You are viewing a plain text version of this content. The canonical link for it is here.
Posted to dev@nutch.apache.org by "Tejas Patil (JIRA)" <ji...@apache.org> on 2013/04/30 22:56:16 UTC
[jira] [Closed] (NUTCH-1329) parser not extract outlinks to
external web sites
[ https://issues.apache.org/jira/browse/NUTCH-1329?page=com.atlassian.jira.plugin.system.issuetabpanels:all-tabpanel ]
Tejas Patil closed NUTCH-1329.
------------------------------
Resolution: Cannot Reproduce
Closing for now by marking it "cannot reproduce"

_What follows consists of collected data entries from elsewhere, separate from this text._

impl Coordinator {
    /// Create a coordinator from resolved configuration.
    pub fn new(config: &Config) -> Self {
        Self::from_parts(
            PoolLockManager::new(config),
            RecordStore::from_config(config),
            StepLog::from_config(config),
        )
    }

    /// Create a coordinator from already-built components.
    pub fn from_parts(locks: PoolLockManager, records: RecordStore, log: StepLog) -> Self {
        Self {
            locks,
            records,
            log,
        }
    }

    /// The lock manager.
    pub fn locks(&self) -> &PoolLockManager {
        &self.locks
    }

    /// The record store.
    pub fn records(&self) -> &RecordStore {
        &self.records
    }

    /// The step log.
    pub fn log(&self) -> &StepLog {
        &self.log
    }

    /// Start a transaction on `pool` with a generated id.
    pub fn begin(
        &self,
        pool: &str,
        kind: OpKind,
        details: serde_json::Map<String, serde_json::Value>,
    ) -> Result<ActiveTransaction<'_>, ExecuteError> {
        self.begin_with_id(TxId::new(), pool, kind, details)
    }

    /// Start a transaction on `pool` with a caller-supplied id.
    ///
    /// # Errors
    ///
    /// - [`ExecuteError::InvalidId`] if `tx` is not filesystem-safe
    /// - [`ExecuteError::Busy`] if another transaction holds the pool
    /// - [`ExecuteError::Persist`] if the initial record cannot be saved;
    ///   the lock is released before returning
    pub fn begin_with_id(
        &self,
        tx: TxId,
        pool: &str,
        kind: OpKind,
        details: serde_json::Map<String, serde_json::Value>,
    ) -> Result<ActiveTransaction<'_>, ExecuteError> {
        if !is_sanitized(tx.as_str()) {
            return Err(ExecuteError::InvalidId(tx.to_string()));
        }

        let guard = self.locks.try_lock(pool, &tx).ok_or_else(|| ExecuteError::Busy {
            pool: pool.to_string(),
            holder: self.locks.current_holder(pool),
        })?;

        let mut record = TransactionRecord::new(tx, pool, kind).with_details(details);
        record.set_status(TxStatus::Running);
        // On failure the guard drops here and releases the pool.
        self.records.save(&record)?;

        self.log.append(
            &record.id,
            LogLevel::Info,
            BEGIN_STEP,
            &format!("{} started on pool {}", record.kind, record.pool),
        );
        info!(tx = %record.id, pool = %record.pool, kind = %record.kind, "transaction started");

        Ok(ActiveTransaction {
            coordinator: self,
            guard,
            record,
            finished: false,
        })
    }

    /// Run `op` inside a transaction and finish it from the outcome.
    ///
    /// `Ok` finishes as succeeded, `Err` as failed with the error's
    /// message. A panic in `op` unwinds through the lock guard, so the pool
    /// is released and the record stays `running`.
    pub fn run<F, E>(
        &self,
        pool: &str,
        kind: OpKind,
        details: serde_json::Map<String, serde_json::Value>,
        op: F,
    ) -> Result<TransactionRecord, ExecuteError>
    where
        F: FnOnce(&mut ActiveTransaction<'_>) -> Result<(), E>,
        E: Display,
    {
        let mut tx = self.begin(pool, kind, details)?;
        match op(&mut tx) {
            Ok(()) => tx.succeed(),
            Err(e) => tx.fail(e.to_string()),
        }
    }
}

/// A running transaction holding its pool lock.
#[derive(Debug)]
pub struct ActiveTransaction<'a> {
    coordinator: &'a Coordinator,
    guard: PoolLockGuard<'a>,
    record: TransactionRecord,
    finished: bool,
}

impl ActiveTransaction<'_> {
    /// The transaction id.
    pub fn id(&self) -> &TxId {
        &self.record.id
    }

    /// The record as last saved.
    pub fn record(&self) -> &TransactionRecord {
        &self.record
    }

    /// Append a step log entry. Never fails.
    pub fn step(&self, level: LogLevel, step_id: &str, msg: &str) {
        self.coordinator.log.append(&self.record.id, level, step_id, msg);
    }

    /// Replace the record's details and save it.
    ///
    /// On failure the in-memory record keeps the new details but the
    /// durable record may not.
    pub fn checkpoint(
        &mut self,
        details: serde_json::Map<String, serde_json::Value>,
    ) -> Result<(), ExecuteError> {
        self.record.details = details;
        self.record.set_status(TxStatus::Running);
        self.coordinator.records.save(&self.record)?;
        Ok(())
    }

    /// Finish as succeeded.
    pub fn succeed(self) -> Result<TransactionRecord, ExecuteError> {
        self.finish(TxStatus::Succeeded, None)
    }

    /// Finish as failed.
    pub fn fail(self, error: impl Into<String>) -> Result<TransactionRecord, ExecuteError> {
        self.finish(TxStatus::Failed, Some(error.into()))
    }

    /// Finish as cancelled.
    pub fn cancel(self, reason: impl Into<String>) -> Result<TransactionRecord, ExecuteError> {
        self.finish(TxStatus::Cancelled, Some(reason.into()))
    }

    fn finish(
        mut self,
        status: TxStatus,
        error: Option<String>,
    ) -> Result<TransactionRecord, ExecuteError> {
        debug_assert!(status.is_terminal());

        self.record.error = error;
        self.record.set_status(status);

        let (level, msg) = match (&self.record.error, status) {
            (_, TxStatus::Succeeded) => (LogLevel::Info, "succeeded".to_string()),
            (Some(e), TxStatus::Cancelled) => (LogLevel::Warn, format!("cancelled: {}", e)),
            (Some(e), _) => (LogLevel::Error, format!("{}: {}", status, e)),
            (None, _) => (LogLevel::Error, status.to_string()),
        };
        self.step(level, FINISH_STEP, &msg);

        let saved = self.coordinator.records.save(&self.record);
        if let Err(e) = &saved {
            self.step(
                LogLevel::Error,
                FINISH_STEP,
                &format!("failed to persist final status: {}", e),
            );
        }

        self.guard.release();
        self.finished = true;
        info!(
            tx = %self.record.id,
            pool = %self.record.pool,
            status = %status,
            "transaction finished"
        );

        saved?;
        Ok(self.record.clone())
    }
}

impl Drop for ActiveTransaction<'_> {
    fn drop(&mut self) {
        if !self.finished {
            warn!(
                tx = %self.record.id,
                pool = %self.record.pool,
                "transaction dropped without finishing; pool released, record left as last saved"
            );
        }
    }
}

#[cfg(test)]
mod tests {
    use super::*;
    use crate::core::ops::record::fault_injection;
    use crate::core::paths::StatePaths;
    use std::path::Path;
    use tempfile::TempDir;

    fn coordinator(dir: &Path) -> Coordinator {
        let config = Config {
            state_dir: dir.to_path_buf(),
            ..Default::default()
        };
        Coordinator::new(&config)
    }

    fn no_details() -> serde_json::Map<String, serde_json::Value> {
        serde_json::Map::new()
    }

    #[test]
    fn begin_locks_records_and_logs() {
        let temp = TempDir::new().unwrap();
        let c = coordinator(temp.path());

        let tx = c.begin("pool-1", OpKind::Create, no_details()).unwrap();
        let id = tx.id().clone();

        assert_eq!(c.locks().current_holder("pool-1"), Some(id.clone()));
        let record = c.records().load(&id).unwrap();
        assert_eq!(record.status, TxStatus::Running);
        assert_eq!(record.pool, "pool-1");

        let entries = c.log().read_all(&id);
        assert_eq!(entries.len(), 1);
        assert_eq!(entries[0].step_id, BEGIN_STEP);
        drop(tx);
    }

    #[test]
    fn second_begin_is_busy() {
        let temp = TempDir::new().unwrap();
        let c = coordinator(temp.path());

        let tx = c
            .begin_with_id(TxId::from("tx-A"), "pool-1", OpKind::Grow, no_details())
            .unwrap();
        let err = c
            .begin_with_id(TxId::from("tx-B"), "pool-1", OpKind::Shrink, no_details())
            .unwrap_err();

        match &err {
            ExecuteError::Busy { pool, holder } => {
                assert_eq!(pool, "pool-1");
                assert_eq!(holder.as_ref(), Some(tx.id()));
            }
            other => panic!("expected Busy, got {other:?}"),
        }
        assert!(err.is_busy());
        assert!(err.to_string().contains("held by tx-A"));
        assert!(!c.records().exists(&TxId::from("tx-B")));
    }

    #[test]
    fn succeed_saves_and_releases() {
        let temp = TempDir::new().unwrap();
        let c = coordinator(temp.path());

        let tx = c.begin("pool-1", OpKind::Grow, no_details()).unwrap();
        tx.step(LogLevel::Info, "add", "adding device");
        let record = tx.succeed().unwrap();

        assert_eq!(record.status, TxStatus::Succeeded);
        assert_eq!(c.records().load(&record.id).unwrap(), record);
        assert_eq!(c.locks().current_holder("pool-1"), None);

        let steps: Vec<_> = c
            .log()
            .read_all(&record.id)
            .into_iter()
            .map(|e| e.step_id)
            .collect();
        assert_eq!(steps, vec![BEGIN_STEP, "add", FINISH_STEP]);
    }

    #[test]
    fn fail_and_cancel_record_reason() {
        let temp = TempDir::new().unwrap();
        let c = coordinator(temp.path());

        let failed = c
            .begin("pool-1", OpKind::Destroy, no_details())
            .unwrap()
            .fail("device busy")
            .unwrap();
        assert_eq!(failed.status, TxStatus::Failed);
        assert_eq!(failed.error.as_deref(), Some("device busy"));
        let last = c.log().read_all(&failed.id).pop().unwrap();
        assert_eq!(last.level, LogLevel::Error);

        let cancelled = c
            .begin("pool-1", OpKind::Grow, no_details())
            .unwrap()
            .cancel("user request")
            .unwrap();
        assert_eq!(cancelled.status, TxStatus::Cancelled);
        let last = c.log().read_all(&cancelled.id).pop().unwrap();
        assert_eq!(last.level, LogLevel::Warn);
        assert_eq!(c.locks().current_holder("pool-1"), None);
    }

    #[test]
    fn dropping_unfinished_releases_lock() {
        let temp = TempDir::new().unwrap();
        let c = coordinator(temp.path());

        let id = {
            let tx = c.begin("pool-1", OpKind::Grow, no_details()).unwrap();
            tx.id().clone()
        };

        assert_eq!(c.locks().current_holder("pool-1"), None);
        assert_eq!(c.records().load(&id).unwrap().status, TxStatus::Running);
    }

    #[test]
    fn checkpoint_persists_details() {
        let temp = TempDir::new().unwrap();
        let c = coordinator(temp.path());

        let mut tx = c.begin("pool-1", OpKind::Grow, no_details()).unwrap();
        let mut details = no_details();
        details.insert("balanced".into(), serde_json::json!(true));
        tx.checkpoint(details).unwrap();

        let record = c.records().load(tx.id()).unwrap();
        assert_eq!(record.details["balanced"], serde_json::json!(true));
        tx.succeed().unwrap();
    }

    #[test]
    fn run_maps_outcome_to_status() {
        let temp = TempDir::new().unwrap();
        let c = coordinator(temp.path());

        let ok = c
            .run("pool-1", OpKind::Create, no_details(), |tx| {
                tx.step(LogLevel::Info, "mkfs", "formatted");
                Ok::<(), String>(())
            })
            .unwrap();
        assert_eq!(ok.status, TxStatus::Succeeded);

        let failed = c
            .run("pool-1", OpKind::Grow, no_details(), |_| {
                Err("no space".to_string())
            })
            .unwrap();
        assert_eq!(failed.status, TxStatus::Failed);
        assert_eq!(failed.error.as_deref(), Some("no space"));
    }

    #[test]
    fn invalid_id_rejected_before_locking() {
        let temp = TempDir::new().unwrap();
        let c = coordinator(temp.path());

        let err = c
            .begin_with_id(TxId::from("../tx"), "pool-1", OpKind::Grow, no_details())
            .unwrap_err();
        assert!(matches!(err, ExecuteError::InvalidId(_)));
        assert_eq!(c.locks().current_holder("pool-1"), None);
    }

    #[test]
    fn persist_failure_on_begin_releases_lock() {
        let temp = TempDir::new().unwrap();
        let c = coordinator(temp.path());
        fault_injection::reset();

        fault_injection::fail_after(1);
        let err = c.begin("pool-1", OpKind::Grow, no_details()).unwrap_err();
        fault_injection::reset();

        assert!(matches!(err, ExecuteError::Persist(_)));
        assert_eq!(c.locks().current_holder("pool-1"), None);
        assert!(!StatePaths::new(temp.path()).lock_marker_path("pool-1").exists());
    }

    #[test]
    fn persist_failure_on_finish_still_releases_lock() {
        let temp = TempDir::new().unwrap();
        let c = coordinator(temp.path());
        fault_injection::reset();

        let tx = c.begin("pool-1", OpKind::Grow, no_details()).unwrap();
        let id = tx.id().clone();

        fault_injection::fail_after(1);
        let err = tx.succeed().unwrap_err();
        fault_injection::reset();

        assert!(matches!(err, ExecuteError::Persist(_)));
        assert_eq!(c.locks().current_holder("pool-1"), None);
        assert_eq!(c.records().load(&id).unwrap().status, TxStatus::Running);

        // The finish step precedes the save, so it is logged even though
        // the save failed; the failure follows it.
        let entries = c.log().read_all(&id);
        assert_eq!(entries.len(), 3);
        assert_eq!(entries[1].step_id, FINISH_STEP);
        assert_eq!(entries[1].msg, "succeeded");
        assert_eq!(entries[2].level, LogLevel::Error);
        assert!(entries[2].msg.starts_with("failed to persist final status"));
    }
}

> parser not extract outlinks to external web sites
> -------------------------------------------------
>
> Key: NUTCH-1329
> URL: https://issues.apache.org/jira/browse/NUTCH-1329
> Project: Nutch
> Issue Type: Bug
> Components: parser
> Affects Versions: 1.4
> Reporter: behnam nikbakht
> Labels: parse
> Fix For: 2.3, 1.8
>
>
> found a bug in /src/plugin/parse-html/src/java/org/apache/nutch/parse/html/DOMContentUtils.java, that outlinks like www.example2.com from www.example1.com are inserted as www.example1.com/www.example2.com
> i correct this bug by testing that if outlink (www.example2.com) is a valid url, else inserted with it's base url
> so i replace these lines:
> URL url = URLUtil.resolveURL(base, target);
> outlinks.add(new Outlink(url.toString(),
> linkText.toString().trim()));
> with:
> String host_temp=null;
> try{
> host_temp=URLUtil.getDomainName(new URL(target));
> }
> catch(Exception eiuy){
> host_temp=null;
> }
> URL url=null;
> if(host_temp==null)// it is an internal outlink
> url = URLUtil.resolveURL(base, target);
> else //it is an external link
> url=new URL(target);
> outlinks.add(new Outlink(url.toString(),
> linkText.toString().trim()));
--
This message is automatically generated by JIRA.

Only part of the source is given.